Fazit: Sie kommen einer echten Versionierung sehr nahe, sind aber extrem komplex und kostspielig in der Implementierung und daher nur für die größten Asset Manager eine Option.

Moderne, spezialisierte PMI-Plattformen (Die Herausforderer):

Beispiele: Cloud-native Anbieter wie Allvue, eFront (Teil von BlackRock) oder iCapital.


Fähigkeit: Diese Anbieter modernisieren ihre Plattformen zunehmend. Sie bieten oft gute Audit Trails und können Snapshots von Datenständen erstellen. Eine vollständige, flexible Point-in-Time-Rekonstruktion über alle Datenbereiche hinweg ist aber oft noch in der Entwicklung oder nur für bestimmte Datentypen (z.B. Capital Accounts) verfügbar. Sie sind auf dem richtigen Weg, aber noch nicht immer am Ziel.


Fazit: Hier muss man im Auswahlprozess sehr genau hinschauen und die Versionierungs-Fähigkeiten in einem Proof of Concept testen.


Traditionelle Fund-Accounting- und PMS-Systeme (Die große Masse):


Fähigkeit: Die meisten älteren, oft On-Premise betriebenen Systeme sind nicht für Versionierung konzipiert. Sie sind darauf ausgelegt, den aktuellen Zustand korrekt zu verwalten und Periodenabschlüsse zu erstellen. Eine Historisierung findet oft nur auf Transaktionsebene statt, aber nicht als versionierter „Snapshot“ des gesamten Datenuniversums. Wenn sie von „Versioning“ sprechen, meinen sie oft das Speichern von erzeugten Report-Dateien in einem Dokumentenmanagementsystem.

Fazit: Hier ist die Lücke zwischen Anspruch und Wirklichkeit am größten.

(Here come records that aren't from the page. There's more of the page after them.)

//! Items relating to hashing data
//!
//! In particular, the [`Digest`] type, the [`Hashable`] trait, and the two combination rules the
//! ledger uses to grow its tree: [`hash_single`] (self-promotion) and [`hash_merge`] (pairing)

use std::{
    fmt::{Debug, Display},
    str::FromStr,
};

use sha3::{Digest as _, Keccak256};

mod hashable;
pub use hashable::{value_digest, Hashable};
#[cfg(any(test, feature = "proptest"))]
mod proptest_impls;
mod serde_impls;

/// A Keccak-256 digest
///
/// Digests are totally ordered so they can key the node table, but the ordering carries no
/// meaning beyond that
#[derive(Clone, Copy, Default, PartialEq, Eq, PartialOrd, Ord, Hash)]
pub struct Digest([u8; 32]);

impl Debug for Digest {
    fn fmt(&self, f: &mut std::fmt::Formatter<'_>) -> std::fmt::Result {
        write!(f, "Hash({self})")
    }
}

impl Display for Digest {
    fn fmt(&self, f: &mut std::fmt::Formatter<'_>) -> std::fmt::Result {
        write!(f, "0x{}", hex::encode(self.0))
    }
}

impl Digest {
    /// The all-zero digest
    ///
    /// This is the root the ledger reports before anything has been appended
    ///
    /// ```rust
    /// # use histree::{hash::Digest, HistoryTree};
    /// let tree = HistoryTree::new();
    /// assert_eq!(tree.root(), Digest::ZERO);
    /// ```
    pub const ZERO: Digest = Digest([0; 32]);

    /// The length of this hash in bytes
    pub const LEN: usize = 32;

    /// Create a [`Digest`] from its raw bytes
    #[inline]
    #[must_use]
    pub const fn from_bytes(bytes: [u8; Self::LEN]) -> Self {
        Self(bytes)
    }

    /// Get the representation of this hash as a byte array
    #[inline]
    #[must_use]
    pub fn to_bytes(&self) -> [u8; Self::LEN] {
        self.0
    }

    /// Borrow the raw bytes of this hash
    #[inline]
    #[must_use]
    pub fn as_bytes(&self) -> &[u8; Self::LEN] {
        &self.0
    }

    /// Calculate the Keccak-256 hash of the given bytes
    #[inline]
    #[must_use]
    pub fn calculate(bytes: &[u8]) -> Self {
        let mut hasher = Keccak256::new();
        hasher.update(bytes);
        Self::from_hasher(hasher)
    }

    fn from_hasher(hasher: Keccak256) -> Self {
        let mut out = [0u8; Self::LEN];
        out.copy_from_slice(&hasher.finalize());
        Self(out)
    }
}

impl From<[u8; 32]> for Digest {
    fn from(value: [u8; 32]) -> Self {
        Self(value)
    }
}

impl AsRef<[u8]> for Digest {
    fn as_ref(&self) -> &[u8] {
        &self.0
    }
}

/// An error encountered when parsing a [`Digest`] from hex
#[derive(Debug, Clone, PartialEq, thiserror::Error)]
pub enum ParseDigestError {
    /// The input was not valid hex
    #[error("invalid hex: {0}")]
    Hex(#[from] hex::FromHexError),

    /// The input decoded to the wrong number of bytes
    #[error("expected 32 bytes, got {0}")]
    Length(usize),
}

impl FromStr for Digest {
    type Err = ParseDigestError;

    /// Parse a hex digest, with or without a leading `0x`
    fn from_str(s: &str) -> Result<Self, Self::Err> {
        let s = s.trim();
        let s = s
            .strip_prefix("0x")
            .or_else(|| s.strip_prefix("0X"))
            .unwrap_or(s);

        let bytes = hex::decode(s)?;
        let bytes: [u8; 32] = bytes
            .as_slice()
            .try_into()
            .map_err(|_| ParseDigestError::Length(bytes.len()))?;

        Ok(Self(bytes))
    }
}

/// Hash a single digest on its own
///
/// This is the self-promotion rule: a node that reaches a level with no waiting sibling is
/// wrapped as `keccak(node)` so that it stays aligned with its dyadic block
#[inline]
#[must_use]
pub fn hash_single(digest: Digest) -> Digest {
    Digest::calculate(digest.as_bytes())
}

/// Hash two digests together
///
/// This is the pairing rule, `parent = keccak(left ‖ right)`. The earlier subtree always goes on
/// the left
///
/// This operation is not symmetric:
/// ```rust
/// # use histree::hash::{hash_merge, Digest};
/// let a = Digest::calculate(b"a");
/// let b = Digest::calculate(b"b");
///
/// assert_ne!(hash_merge(a, b), hash_merge(b, a));
/// ```
#[inline]
#[must_use]
pub fn hash_merge(left: Digest, right: Digest) -> Digest {
    let mut hasher = Keccak256::new();
    hasher.update(left.0);
    hasher.update(right.0);
    Digest::from_hasher(hasher)
}

#[cfg(test)]
mod tests {
    use proptest::prop_assert_eq;
    use test_strategy::proptest;

    use super::*;

    #[test]
    fn zero_is_all_zeroes() {
        assert_eq!(Digest::ZERO.to_bytes(), [0; 32]);
        assert_eq!(Digest::default(), Digest::ZERO);
    }

    #[test]
    fn keccak_known_vectors() {
        assert_eq!(
            Digest::calculate(b"").to_string(),
            "0xc5d2460186f7233c927e7db2dcc703c0e500b653ca82273b7bfad8045d85a470"
        );
        assert_eq!(
            Digest::calculate(b"abc").to_string(),
            "0x4e03657aea45a94fc7d47ba826c8d667c0d1e6e33a64a036ec44f58fa12d6c45"
        );
    }

    #[test]
    fn merge_is_hash_of_concatenation() {
        let a = Digest::calculate(b"left");
        let b = Digest::calculate(b"right");

        let mut bytes = a.to_bytes().to_vec();
        bytes.extend_from_slice(b.as_bytes());

        assert_eq!(hash_merge(a, b), Digest::calculate(&bytes));
    }

    #[test]
    fn single_is_hash_of_bytes() {
        let a = Digest::calculate(b"a");
        assert_eq!(hash_single(a), Digest::calculate(a.as_bytes()));
        assert_ne!(hash_single(a), a);
    }

    #[test]
    fn parse_accepts_optional_prefix() {
        let digest = Digest::calculate(b"abc");
        let hex = digest.to_string();

        assert_eq!(hex.parse::<Digest>().unwrap(), digest);
        assert_eq!(hex[2..].parse::<Digest>().unwrap(), digest);
        assert_eq!(
            "0x1234".parse::<Digest>(),
            Err(ParseDigestError::Length(2))
        );
        assert!(matches!(
            "0xzz".parse::<Digest>(),
            Err(ParseDigestError::Hex(_))
        ));
    }

    #[test]
    fn debug_wraps_hex() {
        assert_eq!(
            format!("{:?}", Digest::ZERO),
            format!("Hash(0x{})", "00".repeat(32))
        );
    }

    #[proptest]
    fn digest_display_parse_round_trip(digest: Digest) {
        let digest_again: Digest = digest.to_string().parse().unwrap();

        prop_assert_eq!(digest, digest_again);
    }
}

Diese Systeme liefern die Rohdaten, aber die Versionierung und Governance müssen in einer darüber liegenden Schicht (typischerweise einem Data Warehouse) aufgebaut werden.

Zusammenfassend:

Echte, revisionssichere Versionierung ist heute primär eine Domäne von Data-Warehouse-Technologien und den großen, integrierten Plattformen. Viele spezialisierte PMI-Anbieter sind auf einem guten Weg, aber die Funktionalität ist noch nicht flächendeckend und ausgereift. Für die meisten Asset Manager führt der Weg zu echtem Dynamic Reporting über die Kombination ihres bestehenden PMS mit einer modernen Data-Warehouse-Schicht. Da ist noch sehr viel zu tun.